I went back to college after going to work at a local high school to become a counselor. My course of study would allow me to be a school counselor or a clinical counselor or both. I was utterly convinced I wanted to be a school counselor.
There were so many kids who needed help and I wanted to be there to help them. Or so I believed with my whole heart and mind.
I loved working at the school. I sponsored a poetry club and started a literary arts magazine that was published yearly through fundraising and donations. I volunteered to work dances and sporting events. I worked in whatever capacity I was needed while going to school full time, doing counseling internships, and working part-time at a residential treatment facility.

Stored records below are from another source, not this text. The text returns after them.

use thiserror::Error;

/// Centralized error types for the application
///
/// Startup and wiring failures are converted to this enum. User-facing
/// rejections in the collection flow have their own types in `carousel` and
/// never reach this level.
///
/// # Example
///
/// ```no_run
/// use carousel_bot::core::error::AppError;
///
/// fn handle_error(err: AppError) {
///     eprintln!("Error: {}", err);
/// }
/// ```
#[derive(Error, Debug)]
pub enum AppError {
    /// Telegram API errors
    #[error("Telegram error: {0}")]
    Telegram(#[from] teloxide::RequestError),

    /// IO errors
    #[error("IO error: {0}")]
    Io(#[from] std::io::Error),

    /// URL parsing errors
    #[error("URL parsing error: {0}")]
    Url(#[from] url::ParseError),

    /// Missing or invalid configuration
    #[error("Configuration error: {0}")]
    Config(String),

    /// Anyhow errors (for general error handling)
    #[error("Application error: {0}")]
    Anyhow(#[from] anyhow::Error),
}

/// Type alias for Result with AppError
pub type AppResult<T> = Result<T, AppError>;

I made friends there and formed bonds that are still there with many of the students and some of the staff. I believed that being a school counselor was the only job I wanted. It was the only road I wished to travel.

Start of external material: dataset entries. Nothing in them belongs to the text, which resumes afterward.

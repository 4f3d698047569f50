//! Photo and caption collection

use fluent_templates::fluent_bundle::FluentArgs;
use teloxide::types::{Message, PhotoSize};
use unic_langid::LanguageIdentifier;

use super::types::{HandlerDeps, HandlerError, Reply, Sender};
use crate::carousel::session_store::update_session;
use crate::carousel::{CaptionOutcome, CollectRejection, PhotoRef, PhotoSubmission, PhotoVariant, MAX_SLIDES};
use crate::core::metrics;
use crate::i18n;
use crate::telegram::keyboards::after_save_keyboard;

/// Builds the submission for a photo message.
pub fn photo_submission(msg: &Message) -> PhotoSubmission {
    let photo = msg.photo().and_then(best_photo);
    PhotoSubmission {
        photo,
        in_album: msg.media_group_id().is_some(),
    }
}

fn best_photo(sizes: &[PhotoSize]) -> Option<PhotoRef> {
    let variants: Vec<PhotoVariant> = sizes
        .iter()
        .map(|size| PhotoVariant {
            photo: PhotoRef::new(size.file.id.0.clone()),
            width: size.width,
            height: size.height,
        })
        .collect();
    PhotoRef::best_of(&variants)
}

/// Localized reply for a rejected input.
pub fn rejection_text(lang: &LanguageIdentifier, rejection: &CollectRejection) -> String {
    let mut args = FluentArgs::new();
    args.set("max", MAX_SLIDES);

    let key = match rejection {
        CollectRejection::NotCollecting => "photo-not-collecting",
        CollectRejection::AlbumNotAccepted => "photo-album",
        CollectRejection::CaptionPending => "photo-caption-pending",
        CollectRejection::MaxSlidesReached => "photo-max-reached",
        CollectRejection::PhotoMissing => "send-photo-first",
        CollectRejection::NoSlides => "publish-no-slides",
    };
    i18n::t_args(lang, key, &args)
}

/// Accepts a photo as the pending one, or explains why it was rejected.
pub async fn handle_photo(
    deps: &HandlerDeps,
    sender: &Sender,
    submission: PhotoSubmission,
) -> Result<Reply, HandlerError> {
    let result = update_session(deps.sessions.as_ref(), sender.user, |session| session.accept_photo(submission)).await?;

    let reply = match result {
        Ok(number) => {
            log::info!("User {} sent photo for slide {}", sender.user, number);
            let mut args = FluentArgs::new();
            args.set("number", number);
            Reply::text(i18n::t_args(&sender.lang, "caption-prompt", &args))
        }
        Err(rejection) => {
            log::info!("Photo from user {} rejected: {}", sender.user, rejection);
            metrics::record_rejection(rejection.reason());
            Reply::text(rejection_text(&sender.lang, &rejection))
        }
    };

    Ok(reply)
}

/// Stores free-form text as the caption of the pending photo.
///
/// Returns `None` when the text is not meant for the collection flow.
pub async fn handle_text(deps: &HandlerDeps, sender: &Sender, text: &str) -> Result<Option<Reply>, HandlerError> {
    let result = update_session(deps.sessions.as_ref(), sender.user, |session| session.accept_text(text)).await?;
    let lang = &sender.lang;

    let reply = match result {
        Ok(CaptionOutcome::Ignored) => None,
        Ok(CaptionOutcome::Saved { count, at_capacity }) => {
            metrics::SLIDES_COLLECTED_TOTAL.inc();
            log::info!("User {} saved slide {}/{}", sender.user, count, MAX_SLIDES);

            let mut args = FluentArgs::new();
            args.set("count", count);
            args.set("max", MAX_SLIDES);
            let key = if at_capacity { "slide-saved-max" } else { "slide-saved" };
            Some(Reply::with_keyboard(
                i18n::t_args(lang, key, &args),
                after_save_keyboard(count, lang),
            ))
        }
        Err(rejection) => {
            metrics::record_rejection(rejection.reason());
            Some(Reply::text(rejection_text(lang, &rejection)))
        }
    };

    Ok(reply)
}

And I was completely wrong.
I finished my degrees, two of them, and my internships and waited for a school counseling opening at the school. The joyous day arrived when there was not only one opening there were two. I believed that this was going to be the culmination of all my hard work and desire.
After all, I had given so much of myself in the last seven years to this school and the people in it. How could this not be my dream come true?
I completed the application process and the interview panel. I felt good about my future. I was encouraged by other staff that all would be well and I would finally get the job I so desperately believed I wanted.
And I was unbelievably wrong.
I did not get either job that was open. I was absolutely crushed. I fell apart completely. I went to my car and sat in the parking lot for two hours crying and then I went home and cried for several more days. My dream was gone.
I felt like a complete failure. How could this happen and why? What was I going to do now? I felt that nothing I had done for the school, for my education, for myself had any value.
And I was absolutely wrong.
I picked myself up after I stopped crying and decided not to be defeated. I left the school two weeks later having given my notice and went to work full time at the residential facility for girls with severe trauma and addiction where I had been working part-time for my clinical counselor licensing hours.
I loved working with those girls. Their lives were the kinds of stories you see sometimes and cannot believe that such evil can be perpetrated on a child. They hated me and they loved me. But in so many of their lives, I made a difference. A difference that for some of them completely changed everything for them.
A little over a year later, I went into private practice full time seeing some of those same girls and many others from local middle and high schools along with adult women all with complex trauma. I was happy, fulfilled, and successful. I recently expanded my practice adding another therapist to serve even more people in our city.
I still make use of my school counseling license and education, so in a way, I am still a school counselor just not in a school.
It took me almost a year after that devastating day to realize that if I had gotten the job in the school, I would have been miserable and unfulfilled. School counselors in high school don’t have a lot of time to counsel kids in crisis. They spend a lot of time in meetings, doing scheduling, proctoring testing, and being involved in interpersonal drama at the school where I worked to have much time to see kids who really need it.
I would have been heartbroken to see a kid I knew needed help and have to tell them that I had to go to a meeting. Being a school counselor would not have worked for me.
So often we can convince ourselves that something we believe will make us happy is the only road to travel. Many times we learn that it is the road we never thought to travel that is the way to being truly happy and successful.
And I am ecstatic that I was wrong.
Sometimes it is completely okay to be wrong.